- [Task to complete]: Every line holding the string "player" should be copied out of the listing.

───

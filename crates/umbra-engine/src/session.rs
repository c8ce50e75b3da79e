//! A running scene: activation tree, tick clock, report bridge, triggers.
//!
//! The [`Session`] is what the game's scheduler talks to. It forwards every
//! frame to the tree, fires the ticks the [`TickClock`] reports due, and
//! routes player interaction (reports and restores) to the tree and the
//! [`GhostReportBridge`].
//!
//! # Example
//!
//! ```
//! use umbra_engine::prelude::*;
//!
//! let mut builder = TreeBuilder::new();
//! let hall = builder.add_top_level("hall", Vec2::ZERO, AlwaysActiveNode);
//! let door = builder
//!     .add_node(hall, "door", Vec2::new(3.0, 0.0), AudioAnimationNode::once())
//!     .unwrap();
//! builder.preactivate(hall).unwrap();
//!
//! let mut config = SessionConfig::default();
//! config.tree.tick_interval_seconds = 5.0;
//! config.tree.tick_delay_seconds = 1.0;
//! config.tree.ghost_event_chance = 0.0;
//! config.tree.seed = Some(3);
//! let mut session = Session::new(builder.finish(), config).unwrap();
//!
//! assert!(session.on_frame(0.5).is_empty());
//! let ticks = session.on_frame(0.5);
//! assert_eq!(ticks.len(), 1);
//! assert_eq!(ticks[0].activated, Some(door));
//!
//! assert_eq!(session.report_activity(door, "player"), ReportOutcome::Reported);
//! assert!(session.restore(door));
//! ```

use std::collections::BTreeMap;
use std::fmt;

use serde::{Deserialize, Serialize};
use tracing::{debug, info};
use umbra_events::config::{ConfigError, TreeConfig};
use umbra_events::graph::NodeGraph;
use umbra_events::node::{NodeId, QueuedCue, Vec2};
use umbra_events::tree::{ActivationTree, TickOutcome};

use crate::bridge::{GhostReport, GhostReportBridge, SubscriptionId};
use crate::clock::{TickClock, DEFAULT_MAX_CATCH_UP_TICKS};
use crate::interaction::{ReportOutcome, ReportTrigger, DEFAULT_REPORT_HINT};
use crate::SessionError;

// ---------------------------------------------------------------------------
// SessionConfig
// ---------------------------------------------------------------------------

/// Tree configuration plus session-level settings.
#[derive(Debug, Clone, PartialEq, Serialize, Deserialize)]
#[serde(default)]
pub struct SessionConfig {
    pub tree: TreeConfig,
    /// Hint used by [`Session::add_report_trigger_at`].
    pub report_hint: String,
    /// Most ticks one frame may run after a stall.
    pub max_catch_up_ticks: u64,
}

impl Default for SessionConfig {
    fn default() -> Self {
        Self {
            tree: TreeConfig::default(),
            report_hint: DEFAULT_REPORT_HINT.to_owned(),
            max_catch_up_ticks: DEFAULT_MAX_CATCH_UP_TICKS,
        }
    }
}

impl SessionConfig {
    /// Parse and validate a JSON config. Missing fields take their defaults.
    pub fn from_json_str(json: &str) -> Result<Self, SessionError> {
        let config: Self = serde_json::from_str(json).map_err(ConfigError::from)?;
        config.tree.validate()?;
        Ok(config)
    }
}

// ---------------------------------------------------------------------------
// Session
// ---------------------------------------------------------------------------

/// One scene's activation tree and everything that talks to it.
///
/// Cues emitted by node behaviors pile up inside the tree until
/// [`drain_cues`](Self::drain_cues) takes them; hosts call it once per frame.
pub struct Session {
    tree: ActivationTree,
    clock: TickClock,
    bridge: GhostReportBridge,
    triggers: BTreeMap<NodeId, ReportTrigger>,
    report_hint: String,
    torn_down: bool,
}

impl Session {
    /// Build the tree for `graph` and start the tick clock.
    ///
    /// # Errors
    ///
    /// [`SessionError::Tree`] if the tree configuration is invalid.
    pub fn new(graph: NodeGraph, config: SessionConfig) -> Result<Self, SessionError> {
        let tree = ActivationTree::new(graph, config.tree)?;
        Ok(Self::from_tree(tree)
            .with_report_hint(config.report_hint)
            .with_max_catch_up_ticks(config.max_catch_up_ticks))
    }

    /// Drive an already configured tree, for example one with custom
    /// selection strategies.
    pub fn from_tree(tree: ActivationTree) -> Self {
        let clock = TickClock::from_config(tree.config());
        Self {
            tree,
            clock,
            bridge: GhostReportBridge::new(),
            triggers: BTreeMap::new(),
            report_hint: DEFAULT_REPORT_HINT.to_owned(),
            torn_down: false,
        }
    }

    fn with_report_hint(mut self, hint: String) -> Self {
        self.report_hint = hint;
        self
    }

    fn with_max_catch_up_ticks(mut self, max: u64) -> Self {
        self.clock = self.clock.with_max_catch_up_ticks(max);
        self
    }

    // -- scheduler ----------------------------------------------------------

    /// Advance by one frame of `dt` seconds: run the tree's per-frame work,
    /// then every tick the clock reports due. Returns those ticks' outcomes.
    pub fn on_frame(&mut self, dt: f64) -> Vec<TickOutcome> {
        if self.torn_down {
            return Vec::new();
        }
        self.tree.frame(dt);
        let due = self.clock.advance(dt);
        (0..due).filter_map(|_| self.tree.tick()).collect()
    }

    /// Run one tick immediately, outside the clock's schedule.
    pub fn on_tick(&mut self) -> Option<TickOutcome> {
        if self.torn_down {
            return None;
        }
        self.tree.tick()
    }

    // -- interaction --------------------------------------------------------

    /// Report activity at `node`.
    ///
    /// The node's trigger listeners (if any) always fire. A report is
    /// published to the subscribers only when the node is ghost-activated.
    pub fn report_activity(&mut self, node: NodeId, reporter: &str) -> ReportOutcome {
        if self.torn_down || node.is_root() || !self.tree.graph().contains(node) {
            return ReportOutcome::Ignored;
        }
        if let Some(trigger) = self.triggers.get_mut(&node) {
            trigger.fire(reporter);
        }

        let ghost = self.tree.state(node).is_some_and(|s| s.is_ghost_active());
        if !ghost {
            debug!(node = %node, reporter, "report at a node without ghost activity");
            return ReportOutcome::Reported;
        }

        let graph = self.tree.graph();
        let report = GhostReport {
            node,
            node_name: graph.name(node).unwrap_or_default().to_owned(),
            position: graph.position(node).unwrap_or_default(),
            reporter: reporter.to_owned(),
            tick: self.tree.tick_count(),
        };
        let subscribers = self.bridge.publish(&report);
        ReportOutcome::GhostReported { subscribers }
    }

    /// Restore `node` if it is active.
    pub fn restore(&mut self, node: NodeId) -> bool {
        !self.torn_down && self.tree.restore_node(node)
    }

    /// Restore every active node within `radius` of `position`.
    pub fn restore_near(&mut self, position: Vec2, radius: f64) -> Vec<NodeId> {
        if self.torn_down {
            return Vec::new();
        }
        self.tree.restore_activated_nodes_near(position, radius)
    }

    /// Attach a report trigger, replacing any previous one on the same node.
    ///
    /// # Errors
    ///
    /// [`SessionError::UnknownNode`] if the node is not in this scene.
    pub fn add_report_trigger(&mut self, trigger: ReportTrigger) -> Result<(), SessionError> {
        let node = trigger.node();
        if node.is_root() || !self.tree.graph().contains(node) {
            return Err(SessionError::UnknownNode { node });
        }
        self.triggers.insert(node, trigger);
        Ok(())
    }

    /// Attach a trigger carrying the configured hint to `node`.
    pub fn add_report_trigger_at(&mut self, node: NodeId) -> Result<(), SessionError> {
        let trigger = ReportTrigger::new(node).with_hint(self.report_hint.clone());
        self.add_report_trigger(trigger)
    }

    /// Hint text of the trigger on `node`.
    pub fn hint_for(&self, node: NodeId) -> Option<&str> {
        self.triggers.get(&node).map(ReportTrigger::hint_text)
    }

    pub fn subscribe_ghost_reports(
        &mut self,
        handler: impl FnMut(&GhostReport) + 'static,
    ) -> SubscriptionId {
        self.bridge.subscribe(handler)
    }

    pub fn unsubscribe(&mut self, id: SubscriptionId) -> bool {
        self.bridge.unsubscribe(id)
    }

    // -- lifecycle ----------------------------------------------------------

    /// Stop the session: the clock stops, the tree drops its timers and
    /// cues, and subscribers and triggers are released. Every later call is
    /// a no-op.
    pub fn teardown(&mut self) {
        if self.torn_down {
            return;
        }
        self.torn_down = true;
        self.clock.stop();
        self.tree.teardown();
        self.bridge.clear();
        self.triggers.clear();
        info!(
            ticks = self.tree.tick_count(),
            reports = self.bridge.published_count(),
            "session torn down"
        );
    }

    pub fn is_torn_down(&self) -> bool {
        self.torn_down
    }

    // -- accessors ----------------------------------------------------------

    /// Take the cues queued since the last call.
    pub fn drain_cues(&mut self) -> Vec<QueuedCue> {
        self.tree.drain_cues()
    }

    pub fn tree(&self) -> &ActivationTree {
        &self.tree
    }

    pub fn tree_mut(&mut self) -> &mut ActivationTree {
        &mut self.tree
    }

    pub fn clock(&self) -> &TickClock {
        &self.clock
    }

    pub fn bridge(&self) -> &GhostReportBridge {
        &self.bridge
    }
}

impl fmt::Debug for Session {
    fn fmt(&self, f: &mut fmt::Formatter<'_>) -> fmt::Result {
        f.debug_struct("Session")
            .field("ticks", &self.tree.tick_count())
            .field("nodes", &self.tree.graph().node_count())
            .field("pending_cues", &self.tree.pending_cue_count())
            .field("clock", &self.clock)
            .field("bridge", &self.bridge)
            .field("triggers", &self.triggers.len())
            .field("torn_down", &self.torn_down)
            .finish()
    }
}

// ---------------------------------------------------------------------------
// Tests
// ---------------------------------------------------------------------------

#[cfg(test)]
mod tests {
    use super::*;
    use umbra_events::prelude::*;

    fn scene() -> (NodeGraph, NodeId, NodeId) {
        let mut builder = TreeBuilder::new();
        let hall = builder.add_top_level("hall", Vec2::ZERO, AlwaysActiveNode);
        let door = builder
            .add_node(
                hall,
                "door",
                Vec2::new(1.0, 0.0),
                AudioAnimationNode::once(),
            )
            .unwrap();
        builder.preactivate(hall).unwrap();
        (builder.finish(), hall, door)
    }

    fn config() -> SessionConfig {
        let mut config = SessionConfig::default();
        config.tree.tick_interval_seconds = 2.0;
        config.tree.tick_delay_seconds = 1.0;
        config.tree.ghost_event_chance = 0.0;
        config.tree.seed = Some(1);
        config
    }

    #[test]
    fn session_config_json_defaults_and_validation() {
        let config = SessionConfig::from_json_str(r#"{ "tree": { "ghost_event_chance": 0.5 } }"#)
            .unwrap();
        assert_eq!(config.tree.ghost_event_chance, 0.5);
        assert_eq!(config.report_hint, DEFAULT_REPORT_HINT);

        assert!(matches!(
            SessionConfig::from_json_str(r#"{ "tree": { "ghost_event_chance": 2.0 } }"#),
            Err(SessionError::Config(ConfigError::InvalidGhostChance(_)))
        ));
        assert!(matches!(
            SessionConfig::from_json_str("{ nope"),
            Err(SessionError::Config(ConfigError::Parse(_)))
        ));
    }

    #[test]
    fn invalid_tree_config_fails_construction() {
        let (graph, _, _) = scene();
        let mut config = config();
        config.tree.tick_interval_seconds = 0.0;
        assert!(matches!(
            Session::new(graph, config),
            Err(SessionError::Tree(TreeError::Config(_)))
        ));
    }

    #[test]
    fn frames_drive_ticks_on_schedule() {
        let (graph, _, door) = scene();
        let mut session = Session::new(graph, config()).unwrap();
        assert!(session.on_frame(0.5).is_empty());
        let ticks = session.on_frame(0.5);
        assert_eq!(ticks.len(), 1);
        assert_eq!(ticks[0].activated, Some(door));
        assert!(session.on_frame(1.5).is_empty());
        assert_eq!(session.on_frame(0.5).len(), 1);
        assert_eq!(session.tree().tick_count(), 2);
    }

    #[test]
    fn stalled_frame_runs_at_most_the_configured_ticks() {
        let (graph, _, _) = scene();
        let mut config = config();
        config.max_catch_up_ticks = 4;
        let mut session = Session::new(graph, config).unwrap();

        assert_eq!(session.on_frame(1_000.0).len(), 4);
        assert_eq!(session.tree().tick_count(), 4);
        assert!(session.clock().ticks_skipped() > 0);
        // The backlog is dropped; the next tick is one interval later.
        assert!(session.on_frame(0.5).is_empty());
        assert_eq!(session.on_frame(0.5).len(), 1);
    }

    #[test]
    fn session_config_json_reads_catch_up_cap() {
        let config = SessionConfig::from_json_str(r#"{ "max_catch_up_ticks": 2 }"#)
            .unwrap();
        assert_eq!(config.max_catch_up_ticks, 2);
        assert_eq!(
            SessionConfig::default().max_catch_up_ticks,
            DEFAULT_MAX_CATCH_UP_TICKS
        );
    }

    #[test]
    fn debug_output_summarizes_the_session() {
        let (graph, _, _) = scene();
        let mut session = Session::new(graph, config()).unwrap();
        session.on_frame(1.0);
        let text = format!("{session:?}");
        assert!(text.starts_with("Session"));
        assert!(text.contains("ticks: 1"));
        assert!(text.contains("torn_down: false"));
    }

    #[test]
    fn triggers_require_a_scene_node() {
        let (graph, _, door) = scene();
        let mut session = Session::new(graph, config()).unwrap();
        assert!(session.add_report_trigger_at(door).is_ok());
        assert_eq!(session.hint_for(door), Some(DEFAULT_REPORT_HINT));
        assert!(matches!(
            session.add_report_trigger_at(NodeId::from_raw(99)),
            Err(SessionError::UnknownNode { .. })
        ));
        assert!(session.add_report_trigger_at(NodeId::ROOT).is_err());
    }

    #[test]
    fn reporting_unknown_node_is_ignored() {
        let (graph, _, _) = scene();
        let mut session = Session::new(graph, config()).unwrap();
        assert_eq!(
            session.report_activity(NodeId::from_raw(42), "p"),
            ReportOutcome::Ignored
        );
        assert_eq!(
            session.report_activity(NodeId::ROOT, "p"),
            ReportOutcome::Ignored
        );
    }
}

───

- [Solution for this problem]:
//! routes player interaction (reports and restores) to the tree and the
//! assert_eq!(session.report_activity(door, "player"), ReportOutcome::Reported);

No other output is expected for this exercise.